The Burkle Estate, also known as Slave Haven, was once a stop on the Underground Railroad and is an important key to understanding the climate of Memphis today….Memphis is chock full of inconsistencies and while we are beginning to gain confidence that we are a forward-thinking and modern city, it is imperative that we remember how we got here and maybe why it took us so long.

A few days ago, I heard about a place unknown to most Memphians and perhaps forgotten on purpose. And while our city is struggling to make a name for itself, it’s a place that we can’t afford to ignore. Located in a part of downtown, way past Peabody Place and Auto Zone Park among boarded up old homes and dilapidated buildings,

it’s a place that forces us to check our egos at the door and face a painful piece of our history. The Burkle Estate, also known as Slave Haven, was once a stop on the Underground Railroad and is an important key to understanding the climate of Memphis today.

Jacob Burkle, a German immigrant, built the home in 1855, and by chance became one of the most famous sympathizers of the anti-slave movement in Southern history. He aided in the escape of hundreds of slaves whom he hid in his cellar, all the while catering to traveling slave traders at his stockyard. In 1978, his granddaughter died and his home was transformed into a museum and a site on the National Historic Register.

When I visited the house, I was lucky enough to blend in with a group of students from Birmingham as they began a guided tour. And cocky that I was fully enlightened on the history of slavery, I began to learn a history lesson that was beyond any of my formal education.

The estate is flanked by massive Magnolias that were among the first to be imported from New Orleans and seem to further dwarf the already tiny cottage. As our group entered the foyer, startling auction notices and bills of sale met us from the walls and served to create a hushed and somber blanket over the previously rowdy camera-happy tourists outside.

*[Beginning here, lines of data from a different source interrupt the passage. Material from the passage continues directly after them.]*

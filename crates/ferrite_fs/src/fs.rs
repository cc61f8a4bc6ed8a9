//! Filesystem trait definitions.

use std::io;
use std::path::{Path, PathBuf};

/// An open file handle produced by a [`Filesystem`].
///
/// Handles are append-oriented: every write lands at the end of the file.
/// This matches how the storage layers use files (logs are append-only and
/// rewrites go through a fresh temporary file). The handle is closed when
/// dropped; callers that need the close to be durable call [`sync`] first.
///
/// [`sync`]: FileHandle::sync
pub trait FileHandle: Send {
    /// Writes all of `data` at the end of the file.
    ///
    /// # Errors
    ///
    /// Returns an error if the underlying write fails or the file has been
    /// removed from under the handle.
    fn write_all(&mut self, data: &[u8]) -> io::Result<()>;

    /// Flushes file data and metadata to durable storage (fsync).
    ///
    /// # Errors
    ///
    /// Returns an error if the sync operation fails.
    fn sync(&mut self) -> io::Result<()>;

    /// Positions the handle at the end of the file and returns the file
    /// length in bytes.
    ///
    /// # Errors
    ///
    /// Returns an error if the seek fails.
    fn seek_to_end(&mut self) -> io::Result<u64>;
}

/// A low-level filesystem for Ferrite storage.
///
/// Filesystems are **opaque byte stores** with directory-level primitives.
/// They provide the operations the storage layers need - create, append,
/// read, rename, remove, readdir, fsync - and nothing else. Ferrite owns
/// all file format interpretation; filesystems do not understand segments
/// or log records.
///
/// # Invariants
///
/// - `read_file` returns exactly the bytes previously written to that path
/// - `rename` replaces the destination atomically where the platform allows
/// - `read_dir` returns file basenames in lexicographic order
/// - Implementations must be `Send + Sync` for concurrent access
///
/// # Implementors
///
/// - [`super::InMemoryFilesystem`] - For testing
/// - [`super::OsFilesystem`] - For persistent storage
pub trait Filesystem: Send + Sync {
    /// Resolves `path` to an absolute path without requiring it to exist.
    ///
    /// # Errors
    ///
    /// Returns an error if the current working directory cannot be
    /// determined.
    fn absolute(&self, path: &Path) -> io::Result<PathBuf>;

    /// Creates a directory and all of its parents with the given mode bits.
    ///
    /// Succeeds if the directory already exists.
    ///
    /// # Errors
    ///
    /// Returns an error if a component cannot be created.
    fn create_dir_all(&self, path: &Path, mode: u32) -> io::Result<()>;

    /// Returns the basenames of the regular files in `path`, sorted
    /// lexicographically.
    ///
    /// # Errors
    ///
    /// Returns an error if the directory cannot be read.
    fn read_dir(&self, path: &Path) -> io::Result<Vec<String>>;

    /// Reads the entire contents of the file at `path`.
    ///
    /// # Errors
    ///
    /// Returns an error if the file does not exist or cannot be read.
    fn read_file(&self, path: &Path) -> io::Result<Vec<u8>>;

    /// Creates (or truncates) the file at `path` with the given mode bits
    /// and opens it for writing.
    ///
    /// # Errors
    ///
    /// Returns an error if the file cannot be created.
    fn create(&self, path: &Path, mode: u32) -> io::Result<Box<dyn FileHandle>>;

    /// Opens the existing file at `path` for appending.
    ///
    /// The file must already exist. The handle starts at position zero;
    /// callers seek to the end via [`FileHandle::seek_to_end`] before
    /// writing.
    ///
    /// # Errors
    ///
    /// Returns an error if the file does not exist or cannot be opened.
    fn open_append(&self, path: &Path, mode: u32) -> io::Result<Box<dyn FileHandle>>;

    /// Removes the file at `path`.
    ///
    /// # Errors
    ///
    /// Returns an error if the file does not exist or cannot be removed.
    fn remove(&self, path: &Path) -> io::Result<()>;

    /// Renames `from` to `to`, replacing `to` if it exists.
    ///
    /// This is the atomic commit primitive the storage layers build on.
    ///
    /// # Errors
    ///
    /// Returns an error if the rename fails.
    fn rename(&self, from: &Path, to: &Path) -> io::Result<()>;

    /// Syncs the directory at `path` so that recent entry creations,
    /// renames, and removals are durable.
    ///
    /// A no-op on platforms (and filesystems) where directory fsync is not
    /// meaningful.
    ///
    /// # Errors
    ///
    /// Returns an error if the sync operation fails.
    fn sync_dir(&self, path: &Path) -> io::Result<()>;
}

The auction notices were a shocking reminder of events that formed our city and most of them, listing the skills and prices of men, women, and children, named Memphis’ Adams Street as the biggest and best buyer’s market. In the 1850’s, Adams Street was the primary slave district and the home of Memphis’ most infamous citizen, Nathan Bedford Forrest. Though he was the founder of the Ku Klux Klan, there is still a plaque on Adams touting him as a successful businessman and a father of our city with no mention of what his enterprises were.

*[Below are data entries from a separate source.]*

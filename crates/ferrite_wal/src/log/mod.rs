//! The write-ahead log.
//!
//! A log is a directory of segment files, each named by the 20-digit
//! zero-padded offset of its first entry:
//!
//! ```text
//! <log_path>/
//! ├─ 00000000000000000000            # first segment
//! ├─ 00000000000000004215            # next segment
//! └─ 00000000000000009417            # tail segment, open for appending
//! ```
//!
//! Entries are framed with a uvarint length prefix and addressed by a
//! caller-assigned, monotonically increasing `i64` offset. The tail
//! segment is open for appending; older segments are immutable until a
//! truncation deletes them.
//!
//! ## Recovery
//!
//! Truncation rewrites a boundary segment through a `TEMP` file and an
//! atomic rename to a marker name (`.START`, `.END`, or `.TRUNCATE`).
//! The rename is the commit point: if the process dies at any moment, the
//! next open finds at most one marker and replays the remaining cleanup.
//!
//! ## Locking
//!
//! The log is a passive object guarded by one reader/writer lock. Appends,
//! truncations, and syncs hold it exclusively; reads and index queries
//! share it. A read that has to materialize a dormant segment re-acquires
//! the lock exclusively to load it through the segment cache.

mod truncate;

use crate::batch::Batch;
use crate::cache::SegmentCache;
use crate::codec::{self, EntryPos};
use crate::error::{WalError, WalResult};
use crate::options::Options;
use crate::segment::{parse_segment_name, segment_name, Segment, SegmentMarker};
use ferrite_fs::{FileHandle, Filesystem, InMemoryFilesystem, OsFilesystem};
use metrics::{histogram, Histogram};
use parking_lot::RwLock;
use std::fmt;
use std::io;
use std::path::{Path, PathBuf};
use std::sync::Arc;
use std::time::Instant;
use tracing::debug;

/// Namespace label attached to metrics by [`Log::open`].
pub const DEFAULT_NAMESPACE: &str = "default";

/// A segmented write-ahead log.
///
/// Entries are opaque byte blobs addressed by caller-assigned offsets.
/// The log stores entries exactly for the offsets in
/// `[first_index, last_index]`; an empty log has
/// `last_index == first_index - 1`.
///
/// # Example
///
/// ```rust
/// use ferrite_wal::{Log, Options};
///
/// let log = Log::open("/wal/shard-0", Options::new().in_memory(true)).unwrap();
/// log.write(0, b"first entry").unwrap();
/// assert_eq!(log.read(0).unwrap(), b"first entry");
/// assert_eq!(log.last_index().unwrap(), 0);
/// ```
pub struct Log {
    inner: RwLock<LogInner>,
}

pub(crate) struct LogInner {
    /// Filesystem all I/O goes through.
    pub(crate) fs: Arc<dyn Filesystem>,
    /// Absolute path of the log directory.
    pub(crate) path: PathBuf,
    pub(crate) opts: Options,
    pub(crate) closed: bool,
    /// Sticky until the log is closed and reopened.
    pub(crate) corrupt: bool,
    /// All known segments, ordered by base offset.
    pub(crate) segments: Vec<Segment>,
    pub(crate) first_offset: i64,
    pub(crate) last_offset: i64,
    /// Open handle to the tail segment file.
    pub(crate) tail_file: Option<Box<dyn FileHandle>>,
    pub(crate) cache: SegmentCache,
    /// Reusable batch backing [`Log::write`].
    wbatch: Batch,
    sync_latency: Histogram,
}

impl Log {
    /// Opens the log at `path`, creating it if missing.
    ///
    /// # Errors
    ///
    /// Returns [`WalError::Corrupt`] if the directory holds conflicting
    /// truncation markers or a segment fails to decode, or an I/O error if
    /// the directory cannot be read.
    pub fn open(path: impl AsRef<Path>, options: Options) -> WalResult<Self> {
        Self::open_sharded(path, DEFAULT_NAMESPACE, 0, options)
    }

    /// Opens the log for one shard of a namespace.
    ///
    /// Identical to [`open`](Self::open) except that the sync-latency
    /// histogram is labelled with `namespace` and `shard`, so a node
    /// hosting many shards can tell their logs apart.
    ///
    /// # Errors
    ///
    /// As for [`open`](Self::open).
    pub fn open_sharded(
        path: impl AsRef<Path>,
        namespace: &str,
        shard: i64,
        options: Options,
    ) -> WalResult<Self> {
        let options = options.normalized();
        let fs: Arc<dyn Filesystem> = if options.in_memory {
            Arc::new(InMemoryFilesystem::new())
        } else {
            Arc::new(OsFilesystem::new())
        };
        Self::open_inner(fs, path.as_ref(), namespace, shard, options)
    }

    /// Opens the log against a caller-supplied filesystem.
    ///
    /// Lets tests share one [`InMemoryFilesystem`] across close/reopen
    /// cycles, and embedders plug in custom storage. The `in_memory`
    /// option is ignored on this path.
    ///
    /// # Errors
    ///
    /// As for [`open`](Self::open).
    pub fn open_with_filesystem(
        fs: Arc<dyn Filesystem>,
        path: impl AsRef<Path>,
        options: Options,
    ) -> WalResult<Self> {
        Self::open_inner(
            fs,
            path.as_ref(),
            DEFAULT_NAMESPACE,
            0,
            options.normalized(),
        )
    }

    fn open_inner(
        fs: Arc<dyn Filesystem>,
        path: &Path,
        namespace: &str,
        shard: i64,
        options: Options,
    ) -> WalResult<Self> {
        let path = fs.absolute(path)?;
        fs.create_dir_all(&path, options.dir_perms)?;

        let sync_latency = histogram!(
            "ferrite_wal_sync_duration_seconds",
            "namespace" => namespace.to_owned(),
            "shard" => shard.to_string()
        );

        let cache = SegmentCache::new(options.segment_cache_size);
        let mut inner = LogInner {
            fs,
            path,
            opts: options,
            closed: false,
            corrupt: false,
            segments: Vec::new(),
            first_offset: 0,
            last_offset: -1,
            tail_file: None,
            cache,
            wbatch: Batch::new(),
            sync_latency,
        };
        inner.load()?;
        debug!(
            path = %inner.path.display(),
            first_offset = inner.first_offset,
            last_offset = inner.last_offset,
            segments = inner.segments.len(),
            "opened log"
        );
        Ok(Self {
            inner: RwLock::new(inner),
        })
    }

    /// Closes the log, syncing the tail segment first.
    ///
    /// # Errors
    ///
    /// Returns [`WalError::Closed`] if already closed, or
    /// [`WalError::Corrupt`] if the log was marked corrupt - closing is
    /// how a corrupt log is reset before reopening.
    pub fn close(&self) -> WalResult<()> {
        let mut inner = self.inner.write();
        if inner.closed {
            return Err(if inner.corrupt {
                WalError::Corrupt
            } else {
                WalError::Closed
            });
        }
        // A corrupt log may have lost its tail handle mid-truncation;
        // closing must still succeed so the caller can reopen and recover.
        if inner.tail_file.is_some() {
            inner.sync_tail()?;
        }
        inner.tail_file = None;
        inner.closed = true;
        if inner.corrupt {
            return Err(WalError::Corrupt);
        }
        Ok(())
    }

    /// Appends a single entry at `offset`.
    ///
    /// `offset` must be `last_index() + 1` to continue the log, or greater
    /// to jump ahead; jumping cycles to a fresh segment based at `offset`.
    ///
    /// # Errors
    ///
    /// Returns [`WalError::Corrupt`] or [`WalError::Closed`] per the log
    /// state, or an I/O error from the filesystem.
    pub fn write(&self, offset: i64, data: &[u8]) -> WalResult<()> {
        let mut inner = self.inner.write();
        inner.check_open()?;
        let mut batch = std::mem::take(&mut inner.wbatch);
        batch.clear();
        batch.write(offset, data);
        let result = inner.write_batch_inner(&mut batch);
        inner.wbatch = batch;
        result
    }

    /// Appends all entries queued in `batch`, in order.
    ///
    /// Offsets in the batch must be strictly increasing, and the first may
    /// continue the log or jump ahead as for [`write`](Self::write). The
    /// batch is cleared on success so it can be refilled and reused.
    ///
    /// # Errors
    ///
    /// As for [`write`](Self::write).
    pub fn write_batch(&self, batch: &mut Batch) -> WalResult<()> {
        let mut inner = self.inner.write();
        inner.check_open()?;
        if batch.is_empty() {
            return Ok(());
        }
        inner.write_batch_inner(batch)
    }

    /// Reads the entry at `offset`, returning a fresh copy of its payload.
    ///
    /// # Errors
    ///
    /// Returns [`WalError::NotFound`] if `offset` is outside
    /// `[first_index, last_index]`, [`WalError::Corrupt`] if the entry
    /// fails to decode, or the usual state errors.
    pub fn read(&self, offset: i64) -> WalResult<Vec<u8>> {
        self.read_with(offset, |data| data.to_vec())
    }

    /// Reads the entry at `offset` and passes its payload to `f`.
    ///
    /// With the `no_copy` option set (the default) the slice borrows the
    /// segment's cached buffer directly, so the read allocates nothing;
    /// otherwise `f` receives a fresh copy. Either way the slice is only
    /// valid for the duration of the callback.
    ///
    /// # Errors
    ///
    /// As for [`read`](Self::read).
    pub fn read_with<T>(&self, offset: i64, f: impl FnOnce(&[u8]) -> T) -> WalResult<T> {
        {
            let inner = self.inner.read();
            inner.check_open()?;
            if offset < inner.first_offset || offset > inner.last_offset {
                return Err(WalError::NotFound);
            }
            if let Some(idx) = inner.find_materialized(offset) {
                return inner.read_entry(idx, offset, f);
            }
        }
        // The owning segment is dormant; take the lock exclusively to
        // materialize it through the cache, then re-check the state in
        // case it changed while the lock was released.
        let mut inner = self.inner.write();
        inner.check_open()?;
        if offset < inner.first_offset || offset > inner.last_offset {
            return Err(WalError::NotFound);
        }
        let idx = inner.load_segment(offset)?;
        inner.read_entry(idx, offset, f)
    }

    /// Returns the offset of the first entry in the log.
    ///
    /// For an empty log this is the anchor offset the next entry is
    /// expected at.
    ///
    /// # Errors
    ///
    /// Returns [`WalError::Corrupt`] or [`WalError::Closed`] per the log
    /// state.
    pub fn first_index(&self) -> WalResult<i64> {
        let inner = self.inner.read();
        inner.check_open()?;
        Ok(inner.first_offset)
    }

    /// Returns the offset of the last entry in the log, or
    /// `first_index() - 1` if the log is empty.
    ///
    /// # Errors
    ///
    /// Returns [`WalError::Corrupt`] or [`WalError::Closed`] per the log
    /// state.
    pub fn last_index(&self) -> WalResult<i64> {
        let inner = self.inner.read();
        inner.check_open()?;
        Ok(inner.last_offset)
    }

    /// Fsyncs the tail segment.
    ///
    /// Only needed with the `no_sync` option; otherwise every write batch
    /// syncs before returning.
    ///
    /// # Errors
    ///
    /// Returns the usual state errors or an I/O error from the fsync.
    pub fn sync(&self) -> WalResult<()> {
        let mut inner = self.inner.write();
        inner.check_open()?;
        inner.sync_tail()
    }

    /// Demotes every cached non-tail segment, dropping its buffers.
    ///
    /// # Errors
    ///
    /// Returns [`WalError::Corrupt`] or [`WalError::Closed`] per the log
    /// state.
    pub fn clear_cache(&self) -> WalResult<()> {
        let mut inner = self.inner.write();
        inner.check_open()?;
        inner.clear_cache_inner();
        Ok(())
    }
}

Posters brag of slaves brought from all over the country and the cleanest and most well behaved negroes to speak of. All too real are the reward notices for runaway slaves and an advertisement for something called a bell collar, a contraption worn by “bad slaves” to stop them from escaping and to aid in their capture. Portraits of abolitionists and sympathizers line the foyer as well. There is even a reward notice for Harriet Tubman for the considerable sum of 40,000. We all stared in disbelief as we learned about her talent as a master of disguise, as she often dressed as a man and was never captured.

In a tiny front room, our guide showed us quilts fashioned in secret codes, some of which that were actual maps to freedom. Squares patterns represented scales in increments of miles and the number of days that it would take a slave to cover the distance. Star patterns represented the North Star, and a pattern called the “drunkard’s path” taught escaped slaves how to avoid bloodhounds by traveling in a zigzag to confuse them.

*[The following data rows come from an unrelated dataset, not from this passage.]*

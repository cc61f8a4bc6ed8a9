//! # Ferrite WAL
//!
//! Segmented write-ahead log for the Ferrite key-value store.
//!
//! The log is an append-only sequence of opaque entries, addressed by a
//! caller-assigned monotonically increasing 64-bit offset. On disk it is a
//! directory of segment files; in memory it keeps the tail segment and a
//! small LRU of recently read segments materialized.
//!
//! This crate provides:
//! - Durable, offset-addressed appends with batching
//! - Random reads by offset, with an optional zero-copy path
//! - Front and back truncation with crash-safe, rename-based commits
//! - Recovery on open from any interrupted truncation
//!
//! ## Example
//!
//! ```rust
//! use ferrite_wal::{Batch, Log, Options};
//!
//! let log = Log::open("/wal/shard-0", Options::new().in_memory(true)).unwrap();
//!
//! let mut batch = Batch::new();
//! batch.write(0, b"put k1 v1");
//! batch.write(1, b"put k2 v2");
//! log.write_batch(&mut batch).unwrap();
//!
//! assert_eq!(log.read(1).unwrap(), b"put k2 v2");
//! log.truncate_front(1).unwrap();
//! assert_eq!(log.first_index().unwrap(), 1);
//! ```
//!
//! ## Concurrency
//!
//! A [`Log`] is shared by reference across threads. Reads run in parallel
//! under a shared lock; writes, truncations, and syncs are exclusive. The
//! log has no background threads - every operation completes before its
//! call returns.

#![deny(unsafe_code)]
#![warn(missing_docs)]

mod batch;
mod cache;
pub mod codec;
mod error;
mod log;
mod options;
mod segment;

pub use batch::Batch;
pub use error::{WalError, WalResult};
pub use log::{Log, DEFAULT_NAMESPACE};
pub use options::{
    Options, DEFAULT_DIR_PERMS, DEFAULT_FILE_PERMS, DEFAULT_SEGMENT_CACHE_SIZE,
    DEFAULT_SEGMENT_SIZE,
};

On the mantle, there is drum, which until outlawed by slave owners, was used to communicate to other slaves that one of them was attempting to run away and to aid in their escape. We learned that African spirituals were

even a means to relay messages about how to get to safe havens.

Other rooms lead to what was once a back porch where a trap door led slaves from the backyard down into a tunnel under the house and then to a cellar on the other side. You can actually walk down some steep stairs to the cellar where the slaves stayed until they were told to climb through an unbelievably small hole in the brick wall and run to the Mississippi to catch a riverboat to Canada.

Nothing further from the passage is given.